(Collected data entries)
*** Block opens ***
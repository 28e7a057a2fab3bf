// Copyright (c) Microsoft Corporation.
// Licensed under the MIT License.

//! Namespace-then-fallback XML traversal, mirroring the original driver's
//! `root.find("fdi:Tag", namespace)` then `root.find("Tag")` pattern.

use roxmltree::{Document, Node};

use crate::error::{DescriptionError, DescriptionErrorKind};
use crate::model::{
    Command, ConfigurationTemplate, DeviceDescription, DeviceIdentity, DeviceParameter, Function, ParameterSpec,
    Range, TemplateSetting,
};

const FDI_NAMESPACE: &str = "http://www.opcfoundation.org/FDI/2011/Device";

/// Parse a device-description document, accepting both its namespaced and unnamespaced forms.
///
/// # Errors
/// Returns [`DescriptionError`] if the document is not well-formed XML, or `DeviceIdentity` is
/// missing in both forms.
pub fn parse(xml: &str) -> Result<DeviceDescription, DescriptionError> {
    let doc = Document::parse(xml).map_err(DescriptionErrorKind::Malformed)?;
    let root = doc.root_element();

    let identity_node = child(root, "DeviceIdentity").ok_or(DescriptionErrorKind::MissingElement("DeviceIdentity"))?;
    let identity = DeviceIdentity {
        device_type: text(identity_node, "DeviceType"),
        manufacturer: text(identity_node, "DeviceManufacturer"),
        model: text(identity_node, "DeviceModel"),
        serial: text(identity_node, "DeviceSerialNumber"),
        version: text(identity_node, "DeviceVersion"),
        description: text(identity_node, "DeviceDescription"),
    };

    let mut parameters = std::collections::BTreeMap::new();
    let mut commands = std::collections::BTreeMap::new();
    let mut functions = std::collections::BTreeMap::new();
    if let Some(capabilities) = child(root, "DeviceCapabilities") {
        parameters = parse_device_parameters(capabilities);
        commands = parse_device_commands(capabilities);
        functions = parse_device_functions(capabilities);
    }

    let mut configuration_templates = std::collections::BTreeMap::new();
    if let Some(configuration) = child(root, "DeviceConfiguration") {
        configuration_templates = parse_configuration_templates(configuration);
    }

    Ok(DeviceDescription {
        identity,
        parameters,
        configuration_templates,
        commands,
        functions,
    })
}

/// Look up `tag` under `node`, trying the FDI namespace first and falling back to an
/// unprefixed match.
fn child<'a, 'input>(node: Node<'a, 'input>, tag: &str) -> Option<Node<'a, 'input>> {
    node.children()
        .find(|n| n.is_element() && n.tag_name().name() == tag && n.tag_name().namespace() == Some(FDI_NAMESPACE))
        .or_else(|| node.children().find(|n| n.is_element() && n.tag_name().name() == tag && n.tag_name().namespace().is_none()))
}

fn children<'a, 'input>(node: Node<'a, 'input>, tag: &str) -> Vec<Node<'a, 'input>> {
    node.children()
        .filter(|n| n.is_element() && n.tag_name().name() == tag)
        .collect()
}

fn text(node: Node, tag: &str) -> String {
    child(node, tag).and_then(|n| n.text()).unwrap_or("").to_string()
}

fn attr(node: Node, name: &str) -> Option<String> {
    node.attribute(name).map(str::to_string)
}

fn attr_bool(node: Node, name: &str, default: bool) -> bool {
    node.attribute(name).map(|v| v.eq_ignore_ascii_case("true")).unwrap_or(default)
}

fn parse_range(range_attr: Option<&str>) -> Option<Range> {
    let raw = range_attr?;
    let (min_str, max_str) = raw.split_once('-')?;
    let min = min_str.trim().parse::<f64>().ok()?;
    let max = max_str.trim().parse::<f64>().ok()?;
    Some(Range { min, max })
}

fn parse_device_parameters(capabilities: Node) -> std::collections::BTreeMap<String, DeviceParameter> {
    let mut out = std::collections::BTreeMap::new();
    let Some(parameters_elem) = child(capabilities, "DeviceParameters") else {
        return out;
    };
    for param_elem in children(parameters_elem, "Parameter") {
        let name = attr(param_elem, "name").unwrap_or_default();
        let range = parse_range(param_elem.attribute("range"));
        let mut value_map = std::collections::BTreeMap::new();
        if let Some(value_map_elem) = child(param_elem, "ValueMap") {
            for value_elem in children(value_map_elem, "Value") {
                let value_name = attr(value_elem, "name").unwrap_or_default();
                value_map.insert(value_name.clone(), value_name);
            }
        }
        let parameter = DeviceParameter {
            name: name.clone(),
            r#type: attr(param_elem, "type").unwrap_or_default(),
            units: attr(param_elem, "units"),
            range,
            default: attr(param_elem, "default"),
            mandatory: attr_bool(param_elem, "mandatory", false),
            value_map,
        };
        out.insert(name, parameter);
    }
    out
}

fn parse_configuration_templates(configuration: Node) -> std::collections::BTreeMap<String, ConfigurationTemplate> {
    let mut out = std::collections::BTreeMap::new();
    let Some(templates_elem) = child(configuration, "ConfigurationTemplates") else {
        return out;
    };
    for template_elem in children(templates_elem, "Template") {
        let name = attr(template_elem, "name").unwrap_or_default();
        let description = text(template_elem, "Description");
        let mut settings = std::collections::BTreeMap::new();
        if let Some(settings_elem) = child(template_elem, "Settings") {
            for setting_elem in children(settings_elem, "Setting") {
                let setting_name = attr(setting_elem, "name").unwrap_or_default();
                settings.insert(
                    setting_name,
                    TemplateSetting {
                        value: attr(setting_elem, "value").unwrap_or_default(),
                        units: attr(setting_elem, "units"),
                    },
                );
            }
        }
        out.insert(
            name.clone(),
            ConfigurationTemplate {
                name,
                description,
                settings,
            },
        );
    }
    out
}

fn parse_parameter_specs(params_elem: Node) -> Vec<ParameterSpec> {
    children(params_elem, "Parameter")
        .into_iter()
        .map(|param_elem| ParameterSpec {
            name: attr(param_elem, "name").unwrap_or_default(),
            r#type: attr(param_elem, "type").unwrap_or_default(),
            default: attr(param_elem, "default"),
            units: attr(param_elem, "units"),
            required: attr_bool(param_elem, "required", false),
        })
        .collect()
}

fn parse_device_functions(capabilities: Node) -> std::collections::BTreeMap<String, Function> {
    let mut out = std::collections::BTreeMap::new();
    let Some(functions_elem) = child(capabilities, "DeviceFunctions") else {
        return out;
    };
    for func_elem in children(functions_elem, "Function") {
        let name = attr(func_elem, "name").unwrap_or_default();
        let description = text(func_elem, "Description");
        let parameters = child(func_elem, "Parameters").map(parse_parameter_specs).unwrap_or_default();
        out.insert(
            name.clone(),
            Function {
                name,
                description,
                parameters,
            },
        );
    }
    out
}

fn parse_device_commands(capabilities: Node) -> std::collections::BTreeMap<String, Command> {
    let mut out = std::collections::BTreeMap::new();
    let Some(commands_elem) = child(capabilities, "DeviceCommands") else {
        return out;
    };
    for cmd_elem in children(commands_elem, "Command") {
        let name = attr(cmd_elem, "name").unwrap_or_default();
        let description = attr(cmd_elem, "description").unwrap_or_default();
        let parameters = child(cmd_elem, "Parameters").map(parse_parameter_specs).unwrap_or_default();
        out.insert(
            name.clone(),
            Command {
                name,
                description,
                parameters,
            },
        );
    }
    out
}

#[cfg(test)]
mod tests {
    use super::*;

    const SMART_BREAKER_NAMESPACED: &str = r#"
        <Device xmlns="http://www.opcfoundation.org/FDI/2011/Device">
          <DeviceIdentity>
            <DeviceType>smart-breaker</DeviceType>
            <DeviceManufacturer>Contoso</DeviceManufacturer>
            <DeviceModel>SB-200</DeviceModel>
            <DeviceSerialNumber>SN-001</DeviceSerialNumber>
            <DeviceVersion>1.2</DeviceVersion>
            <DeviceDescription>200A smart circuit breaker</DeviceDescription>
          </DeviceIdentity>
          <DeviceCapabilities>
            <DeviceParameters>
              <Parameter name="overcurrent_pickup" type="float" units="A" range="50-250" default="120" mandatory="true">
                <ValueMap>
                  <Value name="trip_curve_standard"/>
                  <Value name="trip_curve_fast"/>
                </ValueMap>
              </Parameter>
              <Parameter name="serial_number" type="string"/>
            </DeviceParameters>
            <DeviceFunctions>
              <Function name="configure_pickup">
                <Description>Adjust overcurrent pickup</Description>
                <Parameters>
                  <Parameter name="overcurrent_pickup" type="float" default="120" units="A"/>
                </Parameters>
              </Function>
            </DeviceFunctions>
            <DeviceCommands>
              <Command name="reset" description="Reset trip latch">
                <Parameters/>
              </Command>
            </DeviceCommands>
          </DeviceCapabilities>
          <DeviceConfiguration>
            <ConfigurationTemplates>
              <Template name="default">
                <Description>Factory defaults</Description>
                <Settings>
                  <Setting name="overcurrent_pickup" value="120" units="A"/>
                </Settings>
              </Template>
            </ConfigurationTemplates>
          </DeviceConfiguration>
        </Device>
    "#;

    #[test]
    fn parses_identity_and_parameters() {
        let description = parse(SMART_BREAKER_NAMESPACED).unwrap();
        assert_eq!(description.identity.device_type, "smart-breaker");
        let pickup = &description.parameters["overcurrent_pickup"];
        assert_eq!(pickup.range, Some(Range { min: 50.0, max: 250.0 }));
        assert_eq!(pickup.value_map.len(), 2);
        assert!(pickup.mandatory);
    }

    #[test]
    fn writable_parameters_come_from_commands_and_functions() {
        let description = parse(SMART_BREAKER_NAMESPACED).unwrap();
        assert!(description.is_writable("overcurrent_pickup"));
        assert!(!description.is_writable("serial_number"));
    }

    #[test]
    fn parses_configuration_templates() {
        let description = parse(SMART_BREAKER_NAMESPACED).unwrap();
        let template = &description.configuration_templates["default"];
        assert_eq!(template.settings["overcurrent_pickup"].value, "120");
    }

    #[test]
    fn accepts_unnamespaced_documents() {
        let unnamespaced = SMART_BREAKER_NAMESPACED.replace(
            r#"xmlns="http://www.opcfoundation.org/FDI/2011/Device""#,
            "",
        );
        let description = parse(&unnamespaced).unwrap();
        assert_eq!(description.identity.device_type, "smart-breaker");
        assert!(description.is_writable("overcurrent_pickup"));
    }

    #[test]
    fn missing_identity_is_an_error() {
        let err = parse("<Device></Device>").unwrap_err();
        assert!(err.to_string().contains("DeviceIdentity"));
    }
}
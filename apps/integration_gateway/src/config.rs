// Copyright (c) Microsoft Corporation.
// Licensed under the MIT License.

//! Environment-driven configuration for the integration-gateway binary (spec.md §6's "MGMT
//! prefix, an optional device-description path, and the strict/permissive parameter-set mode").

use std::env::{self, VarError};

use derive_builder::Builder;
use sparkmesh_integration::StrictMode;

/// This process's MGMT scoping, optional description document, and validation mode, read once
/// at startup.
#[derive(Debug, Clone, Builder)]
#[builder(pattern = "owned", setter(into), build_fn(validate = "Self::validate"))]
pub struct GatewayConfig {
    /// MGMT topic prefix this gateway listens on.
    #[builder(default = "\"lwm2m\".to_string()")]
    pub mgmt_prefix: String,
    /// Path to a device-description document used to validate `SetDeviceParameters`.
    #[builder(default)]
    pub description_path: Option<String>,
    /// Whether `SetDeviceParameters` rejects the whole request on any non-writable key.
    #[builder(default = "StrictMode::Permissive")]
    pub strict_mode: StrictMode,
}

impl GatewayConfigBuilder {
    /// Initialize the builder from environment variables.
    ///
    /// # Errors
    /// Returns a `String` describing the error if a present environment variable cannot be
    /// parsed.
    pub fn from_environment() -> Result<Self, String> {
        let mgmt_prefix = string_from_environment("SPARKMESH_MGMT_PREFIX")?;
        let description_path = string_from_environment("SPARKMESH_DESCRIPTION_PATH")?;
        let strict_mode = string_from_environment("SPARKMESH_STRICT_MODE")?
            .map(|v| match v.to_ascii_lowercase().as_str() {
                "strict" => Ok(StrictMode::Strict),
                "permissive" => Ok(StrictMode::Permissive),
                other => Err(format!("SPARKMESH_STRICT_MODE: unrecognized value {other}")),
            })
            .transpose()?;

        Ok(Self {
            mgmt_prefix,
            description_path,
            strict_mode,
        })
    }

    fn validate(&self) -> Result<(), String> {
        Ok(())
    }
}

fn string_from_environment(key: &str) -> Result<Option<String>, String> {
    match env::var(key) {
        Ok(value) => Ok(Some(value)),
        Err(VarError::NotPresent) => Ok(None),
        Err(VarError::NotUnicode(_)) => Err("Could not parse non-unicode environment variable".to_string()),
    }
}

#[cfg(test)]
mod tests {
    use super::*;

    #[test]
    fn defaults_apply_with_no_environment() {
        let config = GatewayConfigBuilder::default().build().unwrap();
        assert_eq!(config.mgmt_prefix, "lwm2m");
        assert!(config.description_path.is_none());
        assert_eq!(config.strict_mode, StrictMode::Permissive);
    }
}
*** Block closes ***
**Work task**
Reproduce every line of the records containing the string "mandatory".

**Exercise result**
            mandatory: attr_bool(param_elem, "mandatory", false),
              <Parameter name="overcurrent_pickup" type="float" units="A" range="50-250" default="120" mandatory="true">
        assert!(pickup.mandatory);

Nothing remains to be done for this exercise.